Now we can tell easily how pewter buttons are made, because of the bits left on them from the mould. This stuff is called flashing, and has to be removed, usually by abrasion with a file, as seen on this modern reproduction button:

pewter button showing flashing

Yet a lot of the copper alloy ones don’t have such evidence:
Med_button_13_65_20
Med_button_13_37_7
(pictures from: http://finds.org.uk/database/artefacts/record/id/574077 and http://finds.org.uk/database/artefacts/record/id/552832)

So the question is, why were traces left on pewter ones, given that pewter is softer and easier to tidy up, whereas the copper ones are very smooth on the outside?
The obvious answer is that the buttons are made by lost wax casting or in very very good moulds which don’t leave a line of flashing on the finished product.
The first step then is making the wax models.
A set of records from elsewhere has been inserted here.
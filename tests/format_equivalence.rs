//! YAML and JSON renderings of the same template describe the same document

use infra_template::template::{Output, Resource, Template, Value};
use infra_template::{Environment, Format, RenderConfig, Stack};
use pretty_assertions::assert_eq;
use serde_json::{json, Map, Value as JsonValue};
use serde_yaml::Value as YamlValue;

/// Convert a YAML tree to JSON, expanding `!Tag` short forms to `Fn::` objects
fn expand(value: &YamlValue) -> JsonValue {
    match value {
        YamlValue::Null => JsonValue::Null,
        YamlValue::Bool(b) => JsonValue::Bool(*b),
        YamlValue::Number(n) => {
            if let Some(i) = n.as_i64() {
                json!(i)
            } else if let Some(u) = n.as_u64() {
                json!(u)
            } else {
                json!(n.as_f64().unwrap())
            }
        }
        YamlValue::String(s) => JsonValue::String(s.clone()),
        YamlValue::Sequence(items) => JsonValue::Array(items.iter().map(expand).collect()),
        YamlValue::Mapping(mapping) => {
            let mut object = Map::new();
            for (key, item) in mapping {
                let key = key.as_str().expect("keys are strings").to_string();
                object.insert(key, expand(item));
            }
            JsonValue::Object(object)
        }
        YamlValue::Tagged(tagged) => {
            let tag = tagged.tag.to_string();
            let name = tag.trim_start_matches('!');
            let argument = match (name, &tagged.value) {
                ("GetAtt", YamlValue::String(path)) => {
                    let (resource, attribute) = path.split_once('.').expect("dotted GetAtt");
                    json!([resource, attribute])
                }
                (_, inner) => expand(inner),
            };
            let key = if name == "Ref" {
                "Ref".to_string()
            } else {
                format!("Fn::{}", name)
            };
            let mut object = Map::new();
            object.insert(key, argument);
            JsonValue::Object(object)
        }
    }
}

fn assert_equivalent(template: &Template) {
    let json: JsonValue = serde_json::from_str(&template.to_json().unwrap()).unwrap();

    let short: YamlValue = serde_yaml::from_str(&template.to_yaml().unwrap()).unwrap();
    assert_eq!(expand(&short), json);

    let long_yaml = template
        .render_with_config(&RenderConfig::new().with_long_form(true))
        .unwrap();
    assert!(!long_yaml.contains(" !"), "long form must not use tags");
    let long: JsonValue = serde_yaml::from_str(&long_yaml).unwrap();
    assert_eq!(long, json);
}

fn all_intrinsics() -> Template {
    let mut template = Template::new();
    template.set_description("Every intrinsic function");
    let bucket = template
        .add_resource(Resource::new("Bucket", "AWS::S3::Bucket"))
        .unwrap();
    template
        .add_resource(
            Resource::new("Server", "AWS::EC2::Instance")
                .with_property("AvailabilityZone", Value::select(0, Value::get_azs("")))
                .with_property("UserData", Value::base64(Value::sub("#!/bin/sh\necho ${AWS::Region}")))
                .with_property(
                    "Tags",
                    Value::list([Value::object([
                        ("Key", Value::from("Bucket")),
                        (
                            "Value",
                            Value::join("/", [bucket.reference(), bucket.attribute("Arn")]),
                        ),
                    ])]),
                )
                .with_property(
                    "KeyName",
                    Value::sub_with("${Env}-key", [("Env", Value::import_value("SharedEnv"))]),
                )
                .with_property("EbsOptimized", false)
                .with_property("Count", 2),
        )
        .unwrap();
    template
        .add_output(
            Output::new("BucketArn", bucket.attribute("Arn"))
                .with_description("Bucket ARN")
                .with_export_name(Value::sub("${AWS::StackName}-BucketArn")),
        )
        .unwrap();
    template
}

#[test]
fn test_intrinsics_equivalent_across_formats() {
    assert_equivalent(&all_intrinsics());
}

#[test]
fn test_nested_intrinsic_falls_back_to_long_form() {
    let yaml = all_intrinsics().to_yaml().unwrap();
    assert!(yaml.contains("Fn::Base64: !Sub"));
    assert!(yaml.contains("!Select"));
    assert!(yaml.contains("!GetAZs"));
}

#[test]
fn test_catalogue_equivalent_across_formats() {
    let env = Environment::default();
    for stack in Stack::ALL {
        let template = stack.build(&env).unwrap();
        assert_equivalent(&template);
    }
}

#[test]
fn test_json_uses_object_form() {
    let json: JsonValue =
        serde_json::from_str(&all_intrinsics().render(Format::Json).unwrap()).unwrap();
    assert_eq!(
        json["Outputs"]["BucketArn"],
        json!({
            "Description": "Bucket ARN",
            "Value": {"Fn::GetAtt": ["Bucket", "Arn"]},
            "Export": {"Name": {"Fn::Sub": "${AWS::StackName}-BucketArn"}}
        })
    );
    assert_eq!(
        json["Resources"]["Server"]["Properties"]["AvailabilityZone"],
        json!({"Fn::Select": [0, {"Fn::GetAZs": ""}]})
    );
}
//! Configuration for template rendering

use std::fmt;
use std::str::FromStr;

/// Output serialization format
#[derive(Debug, Clone, Copy, PartialEq, Eq, Default)]
pub enum Format {
    /// Indentation-based, intrinsic functions as `!Tag` short forms
    #[default]
    Yaml,
    /// Nested objects, intrinsic functions as single-key objects
    Json,
}

impl Format {
    /// Conventional file extension
    pub fn extension(&self) -> &'static str {
        match self {
            Format::Yaml => "yaml",
            Format::Json => "json",
        }
    }
}

impl fmt::Display for Format {
    fn fmt(&self, f: &mut fmt::Formatter<'_>) -> fmt::Result {
        f.write_str(self.extension())
    }
}

impl FromStr for Format {
    type Err = String;

    fn from_str(s: &str) -> Result<Self, Self::Err> {
        match s.to_ascii_lowercase().as_str() {
            "yaml" | "yml" => Ok(Format::Yaml),
            "json" => Ok(Format::Json),
            other => Err(format!("unknown format '{}' (expected yaml or json)", other)),
        }
    }
}

/// Configuration options for rendered output
#[derive(Debug, Clone)]
pub struct RenderConfig {
    pub format: Format,

    /// Spaces per indentation level in JSON output
    pub json_indent: usize,

    /// Render YAML intrinsics as `Fn::` mappings instead of `!Tag` short forms
    pub long_form: bool,
}

impl Default for RenderConfig {
    fn default() -> Self {
        Self {
            format: Format::Yaml,
            json_indent: 4,
            long_form: false,
        }
    }
}

impl RenderConfig {
    /// Create a new configuration with default values
    pub fn new() -> Self {
        Self::default()
    }

    pub fn with_format(mut self, format: Format) -> Self {
        self.format = format;
        self
    }

    pub fn with_json_indent(mut self, indent: usize) -> Self {
        self.json_indent = indent;
        self
    }

    pub fn with_long_form(mut self, long_form: bool) -> Self {
        self.long_form = long_form;
        self
    }
}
This turns out to be quite simple, you just carve a stone mould and pour wax into it:
wax button in mould

This is the first button mould I tried to make, I dind’t do a good job so won’t be making buttons with it, but you can see how easily the beeswax has filled it, and the detail it picks up. Whether that detail will be transferred to the finished product is another matter. But there’s a lot of work left for me to do, in carving good soapstone moulds for pewter and making wax moulds. And once I’ve got lots of wax buttons I can put them into the usual kind of clay, melt the wax out, fire it, then pour the bronze in.

There’s at least one other way of making buttons with no flashing, by using fine casting powders in boxes, but that is the subject of another post.